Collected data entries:
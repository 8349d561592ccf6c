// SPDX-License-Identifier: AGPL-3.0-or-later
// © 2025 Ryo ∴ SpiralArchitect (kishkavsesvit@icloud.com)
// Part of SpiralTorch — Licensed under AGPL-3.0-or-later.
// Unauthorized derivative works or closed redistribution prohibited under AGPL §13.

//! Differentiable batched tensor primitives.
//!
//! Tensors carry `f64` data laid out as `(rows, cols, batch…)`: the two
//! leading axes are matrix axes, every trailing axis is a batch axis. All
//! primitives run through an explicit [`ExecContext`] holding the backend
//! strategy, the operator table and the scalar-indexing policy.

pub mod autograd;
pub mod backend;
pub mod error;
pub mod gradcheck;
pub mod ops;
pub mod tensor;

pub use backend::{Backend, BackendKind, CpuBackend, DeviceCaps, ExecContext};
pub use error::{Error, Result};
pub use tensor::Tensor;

==

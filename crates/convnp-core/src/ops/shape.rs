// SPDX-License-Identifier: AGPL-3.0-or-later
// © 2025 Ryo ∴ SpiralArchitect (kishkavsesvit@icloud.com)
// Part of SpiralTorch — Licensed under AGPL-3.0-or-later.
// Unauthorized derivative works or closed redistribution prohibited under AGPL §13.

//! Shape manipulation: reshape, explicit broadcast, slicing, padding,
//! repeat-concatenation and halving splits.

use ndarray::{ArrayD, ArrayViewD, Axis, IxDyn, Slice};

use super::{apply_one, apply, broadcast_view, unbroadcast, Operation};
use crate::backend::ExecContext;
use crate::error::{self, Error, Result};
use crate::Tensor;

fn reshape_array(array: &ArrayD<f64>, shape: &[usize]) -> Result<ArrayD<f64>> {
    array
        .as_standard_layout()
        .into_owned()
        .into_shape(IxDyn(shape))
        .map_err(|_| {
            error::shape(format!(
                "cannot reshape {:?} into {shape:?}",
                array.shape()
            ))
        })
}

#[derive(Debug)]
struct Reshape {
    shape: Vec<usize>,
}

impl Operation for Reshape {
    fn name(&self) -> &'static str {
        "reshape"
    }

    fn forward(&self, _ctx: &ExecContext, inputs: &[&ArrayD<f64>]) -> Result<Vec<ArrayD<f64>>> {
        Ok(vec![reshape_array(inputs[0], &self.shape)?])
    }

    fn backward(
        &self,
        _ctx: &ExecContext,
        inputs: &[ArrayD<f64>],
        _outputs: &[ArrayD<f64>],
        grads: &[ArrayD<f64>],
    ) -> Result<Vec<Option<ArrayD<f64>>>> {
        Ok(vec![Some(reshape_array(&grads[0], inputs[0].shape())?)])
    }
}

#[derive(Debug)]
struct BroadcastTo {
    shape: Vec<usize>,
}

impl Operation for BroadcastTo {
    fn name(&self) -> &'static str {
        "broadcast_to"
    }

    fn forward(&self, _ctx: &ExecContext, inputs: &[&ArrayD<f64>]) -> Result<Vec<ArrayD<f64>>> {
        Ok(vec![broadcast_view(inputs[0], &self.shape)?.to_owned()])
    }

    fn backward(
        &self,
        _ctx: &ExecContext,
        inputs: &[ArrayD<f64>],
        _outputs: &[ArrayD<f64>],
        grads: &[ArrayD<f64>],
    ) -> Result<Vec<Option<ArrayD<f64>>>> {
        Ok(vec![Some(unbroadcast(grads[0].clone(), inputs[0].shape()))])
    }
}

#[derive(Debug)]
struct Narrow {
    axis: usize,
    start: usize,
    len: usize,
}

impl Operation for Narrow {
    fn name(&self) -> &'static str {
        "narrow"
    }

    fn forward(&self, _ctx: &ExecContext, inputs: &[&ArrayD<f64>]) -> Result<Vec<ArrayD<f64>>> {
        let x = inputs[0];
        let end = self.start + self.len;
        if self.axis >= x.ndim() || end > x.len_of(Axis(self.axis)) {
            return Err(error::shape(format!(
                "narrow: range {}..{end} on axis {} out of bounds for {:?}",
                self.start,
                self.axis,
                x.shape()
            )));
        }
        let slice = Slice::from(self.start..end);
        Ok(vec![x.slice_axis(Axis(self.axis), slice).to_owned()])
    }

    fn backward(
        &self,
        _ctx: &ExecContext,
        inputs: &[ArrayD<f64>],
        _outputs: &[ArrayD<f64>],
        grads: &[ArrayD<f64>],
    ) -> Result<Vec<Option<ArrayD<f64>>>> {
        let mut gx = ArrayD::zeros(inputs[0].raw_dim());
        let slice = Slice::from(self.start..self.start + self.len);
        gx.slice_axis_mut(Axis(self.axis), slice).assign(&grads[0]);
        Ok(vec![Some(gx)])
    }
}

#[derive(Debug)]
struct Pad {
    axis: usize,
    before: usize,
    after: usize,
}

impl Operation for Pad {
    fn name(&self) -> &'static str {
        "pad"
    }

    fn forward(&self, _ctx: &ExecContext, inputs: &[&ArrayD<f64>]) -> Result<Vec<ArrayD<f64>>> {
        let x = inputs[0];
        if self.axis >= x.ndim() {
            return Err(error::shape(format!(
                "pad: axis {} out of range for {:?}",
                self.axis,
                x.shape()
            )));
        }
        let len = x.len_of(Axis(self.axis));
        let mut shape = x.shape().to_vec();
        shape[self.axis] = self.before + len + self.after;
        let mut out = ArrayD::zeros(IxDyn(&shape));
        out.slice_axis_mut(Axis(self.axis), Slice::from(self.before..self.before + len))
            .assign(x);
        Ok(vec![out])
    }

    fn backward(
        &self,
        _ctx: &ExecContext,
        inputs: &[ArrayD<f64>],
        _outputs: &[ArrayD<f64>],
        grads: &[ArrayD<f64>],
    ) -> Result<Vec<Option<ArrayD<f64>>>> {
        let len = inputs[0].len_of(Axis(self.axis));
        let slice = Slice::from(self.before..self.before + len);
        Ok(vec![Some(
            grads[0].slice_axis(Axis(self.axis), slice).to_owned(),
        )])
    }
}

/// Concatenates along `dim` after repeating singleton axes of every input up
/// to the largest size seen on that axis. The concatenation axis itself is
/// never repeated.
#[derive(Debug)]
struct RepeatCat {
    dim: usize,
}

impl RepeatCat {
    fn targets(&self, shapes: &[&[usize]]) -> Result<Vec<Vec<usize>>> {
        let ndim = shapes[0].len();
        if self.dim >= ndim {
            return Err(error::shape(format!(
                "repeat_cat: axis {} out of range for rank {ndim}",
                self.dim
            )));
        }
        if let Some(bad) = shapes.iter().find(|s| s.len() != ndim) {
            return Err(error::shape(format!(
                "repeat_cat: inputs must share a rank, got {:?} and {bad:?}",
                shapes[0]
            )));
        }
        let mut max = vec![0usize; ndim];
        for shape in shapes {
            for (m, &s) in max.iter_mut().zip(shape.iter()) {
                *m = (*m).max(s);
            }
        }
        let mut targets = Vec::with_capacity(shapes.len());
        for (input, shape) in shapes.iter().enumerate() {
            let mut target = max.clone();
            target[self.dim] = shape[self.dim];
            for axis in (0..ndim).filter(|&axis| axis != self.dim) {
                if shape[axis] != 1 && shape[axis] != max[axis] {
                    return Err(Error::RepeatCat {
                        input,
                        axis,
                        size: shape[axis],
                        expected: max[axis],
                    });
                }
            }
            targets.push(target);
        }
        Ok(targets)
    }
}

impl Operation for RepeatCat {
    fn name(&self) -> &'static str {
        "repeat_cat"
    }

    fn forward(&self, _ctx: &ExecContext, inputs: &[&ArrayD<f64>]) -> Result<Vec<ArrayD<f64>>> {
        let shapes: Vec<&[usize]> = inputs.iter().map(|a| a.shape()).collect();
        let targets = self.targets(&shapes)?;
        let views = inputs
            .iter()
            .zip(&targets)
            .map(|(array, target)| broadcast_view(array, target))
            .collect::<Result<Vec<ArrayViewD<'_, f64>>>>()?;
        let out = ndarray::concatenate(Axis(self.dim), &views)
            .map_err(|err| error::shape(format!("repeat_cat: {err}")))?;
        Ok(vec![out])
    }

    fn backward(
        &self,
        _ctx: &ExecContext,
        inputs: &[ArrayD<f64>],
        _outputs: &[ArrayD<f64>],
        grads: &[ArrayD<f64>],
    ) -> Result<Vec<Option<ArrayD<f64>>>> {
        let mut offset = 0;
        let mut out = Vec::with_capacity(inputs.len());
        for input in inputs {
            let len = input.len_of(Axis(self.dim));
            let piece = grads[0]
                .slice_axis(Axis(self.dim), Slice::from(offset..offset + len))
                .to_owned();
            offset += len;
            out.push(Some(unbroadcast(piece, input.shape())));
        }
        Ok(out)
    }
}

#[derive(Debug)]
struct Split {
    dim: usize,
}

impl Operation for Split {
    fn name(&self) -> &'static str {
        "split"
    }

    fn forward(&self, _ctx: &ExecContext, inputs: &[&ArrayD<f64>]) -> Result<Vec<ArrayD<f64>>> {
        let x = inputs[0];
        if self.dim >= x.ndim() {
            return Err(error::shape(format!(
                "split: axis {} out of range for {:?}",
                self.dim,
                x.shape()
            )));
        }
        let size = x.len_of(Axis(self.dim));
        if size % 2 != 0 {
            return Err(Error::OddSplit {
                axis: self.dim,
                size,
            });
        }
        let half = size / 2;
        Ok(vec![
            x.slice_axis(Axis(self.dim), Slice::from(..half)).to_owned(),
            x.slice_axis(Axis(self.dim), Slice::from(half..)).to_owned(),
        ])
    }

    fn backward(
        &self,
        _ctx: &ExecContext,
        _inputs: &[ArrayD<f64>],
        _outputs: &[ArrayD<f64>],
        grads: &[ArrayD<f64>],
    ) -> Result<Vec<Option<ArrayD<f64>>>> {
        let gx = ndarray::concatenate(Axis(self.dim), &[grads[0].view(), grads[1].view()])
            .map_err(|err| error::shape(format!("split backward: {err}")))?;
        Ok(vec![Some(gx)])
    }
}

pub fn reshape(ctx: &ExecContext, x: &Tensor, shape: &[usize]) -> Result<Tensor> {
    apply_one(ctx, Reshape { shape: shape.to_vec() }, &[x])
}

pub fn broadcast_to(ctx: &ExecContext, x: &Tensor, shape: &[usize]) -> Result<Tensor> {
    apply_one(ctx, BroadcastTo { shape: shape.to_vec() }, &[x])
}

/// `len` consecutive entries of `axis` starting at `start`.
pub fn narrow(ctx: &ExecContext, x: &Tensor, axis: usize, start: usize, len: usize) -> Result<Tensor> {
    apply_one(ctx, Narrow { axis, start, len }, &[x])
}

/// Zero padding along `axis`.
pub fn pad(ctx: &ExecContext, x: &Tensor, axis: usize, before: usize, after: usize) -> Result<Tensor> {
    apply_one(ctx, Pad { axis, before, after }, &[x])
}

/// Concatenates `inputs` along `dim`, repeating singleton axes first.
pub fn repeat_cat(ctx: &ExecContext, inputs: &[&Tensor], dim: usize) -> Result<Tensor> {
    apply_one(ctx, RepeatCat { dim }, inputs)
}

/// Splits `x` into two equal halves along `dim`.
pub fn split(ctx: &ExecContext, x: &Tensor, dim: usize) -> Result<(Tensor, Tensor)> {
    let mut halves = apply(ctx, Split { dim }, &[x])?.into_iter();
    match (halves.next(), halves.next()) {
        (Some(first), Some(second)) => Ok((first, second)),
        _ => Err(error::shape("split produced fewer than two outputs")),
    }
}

**EXERCISE DETAILS**
Go through the entries above and report each line with the string "start" in it.

**RESPONSE BELOW**
    start: usize,
        let end = self.start + self.len;
                self.start,
        let slice = Slice::from(self.start..end);
        let slice = Slice::from(self.start..self.start + self.len);
/// `len` consecutive entries of `axis` starting at `start`.
pub fn narrow(ctx: &ExecContext, x: &Tensor, axis: usize, start: usize, len: usize) -> Result<Tensor> {
    apply_one(ctx, Narrow { axis, start, len }, &[x])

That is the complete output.